The New Indian Express gave the series a rating of 3.5 out of 5, praising its detailed procedural narrative and long-format storytelling. The Hindu described the show as an "engaging slow-burn police procedural" and praised the performances of Aju Varghese and Lal. South First appreciated its six-episode structure and engaging moments. India Today described it as "well-written and engaging", noting its balance of investigation and character depth. The Week rated 3.5/5 and highlighted its realistic portrayal of policing and its balance between professional and personal lives. The Indian Express rated 3.5 out of 5 stars noted it as a "tightly-woven police procedural", marking a milestone in Malayalam OTT content. OTTPlay rated 3.5 out of 5 stars and wrote "Aju Varghese’s police procedural marks an engaging Malayalam entry into web series arena". The Daily Jagran reviewed as "A Well-Crafted And Heart-Pounding Malayalam Thriller".

===Season 2===
The second season of Kerala Crime Files also received critical acclaim upon its premiere.

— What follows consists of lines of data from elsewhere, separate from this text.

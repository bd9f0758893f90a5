//! Imaging error types

use crate::native::NativeKind;
use resvg::usvg;
use thiserror::Error;

/// Errors surfaced by the [`crate::Imaging`] facade.
///
/// Only contract violations show up here; decode failures become empty
/// composites instead.
#[derive(Error, Debug)]
pub enum ImagingError {
    #[error("File not found: {0}")]
    NotFound(String),

    #[error("Not a file: {0}")]
    NotAFile(String),

    #[error("File I/O error: {0}")]
    Io(#[from] std::io::Error),
}

/// Why a decode strategy gave up. Never crosses the loader boundary.
#[derive(Error, Debug)]
pub enum DecodeError {
    #[error("I/O error: {0}")]
    Io(#[from] std::io::Error),

    #[error("Image decode error: {0}")]
    Image(#[from] image::ImageError),

    #[error("SVG parse error: {0}")]
    Svg(#[from] usvg::Error),

    #[cfg(feature = "heif")]
    #[error("HEIF decode error: {0}")]
    Heif(#[from] libheif_rs::HeifError),

    #[error("Native decoder error: {0}")]
    Native(#[from] NativeError),

    #[error("Decode cancelled")]
    Cancelled,
}

/// Failures at the native library boundary
#[derive(Error, Debug)]
pub enum NativeError {
    #[error("Native library error: {0}")]
    Library(#[from] libloading::Error),

    #[error("No native {0:?} decoder available")]
    Unavailable(NativeKind),

    #[error("Native decoder rejected {0}")]
    LoadFailed(String),

    #[error("Native decoder returned a null buffer")]
    NullBuffer,

    #[error("Native decoder returned invalid dimensions {0}x{1}")]
    InvalidDimensions(i32, i32),

    #[error("Path cannot be passed to native code: {0}")]
    InvalidPath(String),
}

/// Background submission failures
#[derive(Error, Debug, Clone, Copy, PartialEq, Eq)]
pub enum PoolError {
    #[error("Preload queue is full")]
    Full,

    #[error("Preload pool is shut down")]
    Closed,
}

/// Estimator persistence failures
#[derive(Error, Debug)]
pub enum EstimatorError {
    #[error("I/O error: {0}")]
    Io(#[from] std::io::Error),

    #[error("JSON error: {0}")]
    Json(#[from] serde_json::Error),
}

#[cfg(test)]
mod tests {
    use super::*;

    #[test]
    fn test_estimator_errors_wrap_their_source() {
        let io: EstimatorError = std::io::Error::other("disk full").into();
        let json: EstimatorError = serde_json::from_str::<u32>("x").unwrap_err().into();

        // Every variant carries an underlying cause
        let wraps_source = |e: &EstimatorError| match e {
            EstimatorError::Io(_) | EstimatorError::Json(_) => true,
        };
        assert!(wraps_source(&io));
        assert!(wraps_source(&json));
        assert!(io.to_string().contains("disk full"));
    }
}
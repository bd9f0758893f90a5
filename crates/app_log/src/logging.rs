//! Structured logging setup with tracing

use std::path::Path;
use std::time::{Duration, SystemTime};
use tracing_appender::non_blocking::WorkerGuard;
use tracing_appender::rolling::{RollingFileAppender, Rotation};
use tracing_subscriber::{fmt, layer::SubscriberExt, util::SubscriberInitExt, EnvFilter};

const LOG_FILE_PREFIX: &str = "lumen.log";

/// Flushes buffered log lines when dropped
#[must_use = "dropping the guard stops file logging"]
pub struct LogGuard {
    _file: WorkerGuard,
}

/// Initialize the global subscriber.
///
/// Filter comes from `RUST_LOG`, defaulting to `info`. Debug builds also
/// log pretty-printed to the console; the JSON file log is always on.
pub fn init_logging() -> anyhow::Result<LogGuard> {
    let log_dir = super::log_dir();
    std::fs::create_dir_all(&log_dir)?;

    let file_appender = RollingFileAppender::new(Rotation::DAILY, &log_dir, LOG_FILE_PREFIX);
    let (non_blocking, guard) = tracing_appender::non_blocking(file_appender);

    let env_filter = EnvFilter::try_from_default_env().unwrap_or_else(|_| EnvFilter::new("info"));

    #[cfg(debug_assertions)]
    tracing_subscriber::registry()
        .with(env_filter)
        .with(fmt::layer().pretty().with_thread_names(true).with_writer(std::io::stderr))
        .with(fmt::layer().json().with_thread_names(true).with_writer(non_blocking))
        .try_init()?;

    #[cfg(not(debug_assertions))]
    tracing_subscriber::registry()
        .with(env_filter)
        .with(fmt::layer().json().with_thread_names(true).with_writer(non_blocking))
        .try_init()?;

    tracing::info!("Logging initialized in {:?}", log_dir);
    Ok(LogGuard { _file: guard })
}

/// Delete log files in the log directory older than `days`
pub fn cleanup_old_logs(days: u32) -> anyhow::Result<usize> {
    let deleted = remove_logs_older_than(&super::log_dir(), days)?;
    tracing::info!("Cleaned up {} old log files", deleted);
    Ok(deleted)
}

fn remove_logs_older_than(dir: &Path, days: u32) -> anyhow::Result<usize> {
    if !dir.exists() {
        return Ok(0);
    }

    let threshold = SystemTime::now() - Duration::from_secs(days as u64 * 24 * 60 * 60);
    let mut deleted = 0;

    for entry in std::fs::read_dir(dir)? {
        let entry = entry?;
        let path = entry.path();

        let is_log = path
            .file_name()
            .map(|n| n.to_string_lossy().starts_with(LOG_FILE_PREFIX))
            .unwrap_or(false);
        if !is_log {
            continue;
        }

        let modified = entry.metadata().and_then(|m| m.modified());
        if matches!(modified, Ok(t) if t < threshold) && std::fs::remove_file(&path).is_ok() {
            deleted += 1;
            tracing::debug!("Deleted old log: {:?}", path);
        }
    }

    Ok(deleted)
}
//! Lumen core application logic
//!
//! This crate contains:
//! - Configuration
//! - Error types
//! - Navigation over an image collection
//! - The viewer session tying navigation to the imaging pipeline
//!
//! There is no global state: the binary owns a [`ViewerSession`] and passes
//! it where it is needed.

pub mod config;
pub mod error;
pub mod navigation;
pub mod session;

pub use config::{AppConfig, GeneralConfig, ImagingConfig};
pub use error::AppError;
pub use navigation::Navigator;
pub use session::{imaging_options, ViewerSession};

The Indian Express rated 3.5 out of 5 stars and praised its gripping procedural narrative, well-crafted screenplay, outstanding performances, realistic police investigation and technical finesse. Times Now rated 3.5 out of 5 stars and lauded as "Subtle Yet Powerful Sequel That Stays True To The Original While Digging Deeper". The Week rated 4 out of 5 stars and appreciated it as best crime series in Malayalam. Onmanorama reviewed the season as a "A smart, subtle thriller that keeps hooked". The Hindu called the season as a "An intriguing sequel that improves upon the original". OTTPlay rated 3.5 out of 5 stars and described the sequel as a "a fitting testament to its genre". The Times of India praised the sequel as a "must-watch", highlighting its gripping narrative, emotional depth, and strong performances by Harisree Ashokan, Indrans, and Arjun Radhakrishnan. The review also appreciated the improved technical quality compared to the first season.

==Future==
In June 2025, director Ahammed Khabeer stated in an interview with OTTPlay that a third season of Kerala Crime Files was under consideration but would not begin soon due to his commitments to other film projects, including a film featuring Tamil actor Arjun Das in his Malayalam debut. On 9 December 2025, JioHotstar officially announced the third season. Khabeer later clarified that writing and planning for the series would commence only after the completion of his upcoming film, with writer Bahul Ramesh also yet to begin work on the project.